# The Unit
*June 2026*
This is the second essay in what is apparently becoming a series. In [Mental Health (for Humans)](/essays/2026-06-06-mental_health_for_humans) I presented my credentials: sick as fuck, disabled in fact, ten-plus years inside the system. That essay argued that the system's core abstractions are delivered backwards, that a diagnosis is a lookup key and not a life sentence. This one walks into the most mythologized room in the building and turns the lights on.
The psychiatric unit. The ward. The floor. The place everyone is terrified of and almost nobody writes about, because the people who've been inside mostly want to forget it, and the people who haven't get their information from One Flew Over the Cuckoo's Nest.
I have been hospitalized more times than I can count on one hand. I generally go to Behavioral Health Services at Valley Health Winchester Medical Center, which is a strange sentence to be able to write: I have a *usual*. Like a coffee order. I know the intake routine, the vinyl smell, the specific weight of the chairs. I've also been to other facilities, which is how I know that my usual is one of the better ones, and how I learned the lesson this essay is really about. But we'll get there.
Nobody writes the practical essay about psychiatric hospitalization. There are despair memoirs and recovery-arc memoirs, and both genres treat the unit as a dramatic setting rather than what it actually is: a tool, with a specific function, that you might one day need to use. So here is the essay I wish someone had handed me before my first admission. Documentation, not memoir.
## What the Unit Actually Is
Strip away the mythology and a psychiatric unit is this: a locked floor where the stimulation is reduced to nearly zero, your medications can be changed quickly under observation, and you cannot hurt yourself while the new chemistry loads.
That's it. That is the whole machine.
```python
def psychiatric_unit(patient):
"""Not a fix. A halt."""
process.pause(patient) # containment
state = observe(patient, days=7) # assessment
patient.medication = adjust(state) # the lever
patient.sleep = enforce() # the actual medicine
return patient # still sick. no longer in freefall.
```
The unit is a debugger with bad lighting. It halts the running process so the state can be inspected and the configuration changed. It is not where healing happens; healing happens afterward, slowly, at home, in [the long unglamorous work of maintenance](/essays/2026-04-06-what_success_looks_like). The unit exists for the moment when the process is in freefall and no change you make from inside a crashing system will land.
Knowing this matters, because both of the popular myths get it wrong, and both myths hurt people. The dungeon myth keeps people out who desperately need the halt; they white-knuckle a psychotic break at home because they think the ward is where your personhood goes to die. The cure myth sends people in expecting to come out fixed, and they come out medicated, exhausted, and *still sick*, and conclude that treatment failed. It didn't fail. It did the only thing it does. The unit is a reboot, not a repair. The repair is outpatient, and it takes years.

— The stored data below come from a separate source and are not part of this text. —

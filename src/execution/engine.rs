//! Execution engine - derives a reusable runner from a pipeline definition

use crate::core::{Pipeline, SharedContext, Step, StepBody, StepKind};
use crate::error::PipelineError;
use futures::future::{try_join_all, BoxFuture};
use futures::stream::{self, StreamExt, TryStreamExt};
use serde_json::Value;
use tracing::{debug, warn};
use uuid::Uuid;

/// Derive a runner for a pipeline
///
/// Cheap and stateless: the runner shares the pipeline's steps and carries
/// nothing between invocations.
pub fn bootstrap(pipeline: &Pipeline) -> Runner {
    Runner::new(pipeline.clone())
}

/// A reusable callable bound to exactly one pipeline
///
/// May be invoked repeatedly with different initial values and contexts.
/// Each run walks the steps strictly left-to-right, gating every step on its
/// input contract and dispatching by kind. The first failure of any kind
/// terminates the run and becomes its outcome; nothing is retried or
/// recovered internally.
pub struct Runner {
    pipeline: Pipeline,
}

impl Runner {
    pub fn new(pipeline: Pipeline) -> Self {
        Self { pipeline }
    }

    /// Run the pipeline with an empty shared context
    pub async fn run(&self, initial: Value) -> Result<Value, PipelineError> {
        self.run_with(initial, SharedContext::new()).await
    }

    /// Run the pipeline, threading `initial` through every step
    ///
    /// The same `context` instance is handed to every step body, including
    /// nested pipelines and every fan-out element.
    pub async fn run_with(
        &self,
        initial: Value,
        context: SharedContext,
    ) -> Result<Value, PipelineError> {
        let run_id = Uuid::new_v4();
        debug!("starting pipeline run {} ({} steps)", run_id, self.pipeline.len());

        let result = run_steps(self.pipeline.clone(), initial, context).await;

        match &result {
            Ok(_) => debug!("pipeline run {} finished", run_id),
            Err(e) => warn!("pipeline run {} failed: {}", run_id, e),
        }
        result
    }
}

impl Pipeline {
    /// Shorthand for [`bootstrap`]
    pub fn runner(&self) -> Runner {
        bootstrap(self)
    }
}

// Boxed because nested-pipeline bodies recurse back into this function.
fn run_steps(
    pipeline: Pipeline,
    initial: Value,
    context: SharedContext,
) -> BoxFuture<'static, Result<Value, PipelineError>> {
    Box::pin(async move {
        let mut current = initial;

        for step in pipeline.steps() {
            current = match step.kind {
                StepKind::Plain | StepKind::Effect => {
                    if !step.contract.check(&current) {
                        return Err(PipelineError::ValidationFailed {
                            step: step.name.clone(),
                            value: render(&current),
                        });
                    }

                    debug!("executing step: {}", step.name);
                    apply(&step.body, current, &context).await?
                }
                StepKind::FanOut => {
                    // Shape before contents: a fan-out over a non-sequence
                    // is a type mismatch, not a validation failure.
                    let items = match current {
                        Value::Array(items) => items,
                        other => {
                            return Err(PipelineError::TypeMismatch {
                                step: step.name.clone(),
                                value: render(&other),
                            })
                        }
                    };

                    // Element-level gate; fan-out contracts are stored at
                    // the element level and lifted via Step::input_contract.
                    if let Some(offender) = items.iter().find(|item| !step.contract.check(item)) {
                        return Err(PipelineError::ValidationFailed {
                            step: step.name.clone(),
                            value: render(offender),
                        });
                    }

                    debug!("executing step: {}", step.name);
                    fan_out(step, items, &context).await?
                }
            };
        }

        Ok(current)
    })
}

/// Invoke a step body once, awaiting function bodies and recursing into
/// nested pipelines with the same context
async fn apply(
    body: &StepBody,
    value: Value,
    context: &SharedContext,
) -> Result<Value, PipelineError> {
    match body {
        StepBody::Func(f) => f(value, context.clone()).await.map_err(PipelineError::Step),
        StepBody::Nested(nested) => run_steps(nested.clone(), value, context.clone()).await,
    }
}

/// Apply a fan-out step's body to every element of a sequence
///
/// All element invocations share the one context. Results are collected in
/// input order regardless of completion order. The first element failure
/// fails the step as a whole; in-flight siblings are dropped and their
/// results discarded.
async fn fan_out(
    step: &Step,
    items: Vec<Value>,
    context: &SharedContext,
) -> Result<Value, PipelineError> {
    debug!("fanning out step {} over {} elements", step.name, items.len());
    let calls = items.into_iter().map(|item| apply(&step.body, item, context));

    let results = match step.fan_out_limit {
        None => try_join_all(calls).await?,
        Some(limit) => {
            stream::iter(calls)
                .buffered(limit.get())
                .try_collect::<Vec<Value>>()
                .await?
        }
    };

    Ok(Value::Array(results))
}

const RENDERED_VALUE_MAX: usize = 256;

/// Compact representation of a rejected value for error messages
fn render(value: &Value) -> String {
    let mut repr = value.to_string();
    if repr.len() > RENDERED_VALUE_MAX {
        let cut = (0..=RENDERED_VALUE_MAX)
            .rev()
            .find(|&i| repr.is_char_boundary(i))
            .unwrap_or(0);
        repr.truncate(cut);
        repr.push_str("...");
    }
    repr
}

The boredom, by the way, is load-bearing. Everyone who has been inside complains about it: the dayroom, the TV with the channel nobody chose, the schedule of groups, the absolute crawl of the afternoon. That boredom is the clinical intervention. A mind in mania or psychosis is being fed by everything; the unit is an environment engineered to feed it nothing.Once you understand the design constraints, everything strange about the unit explains itself. The furniture is too heavy to lift. There are no drawstrings, no shoelaces, no spiral notebooks. The mirrors are polished steel. The whole room has been adversarially red-teamed against a person at their worst moment. It is the most honest "designing for the worst day" environment in existence, and I say that as someone who writes about [designing for the worst day](/essays/2026-03-18-designing_for_the_worst_day).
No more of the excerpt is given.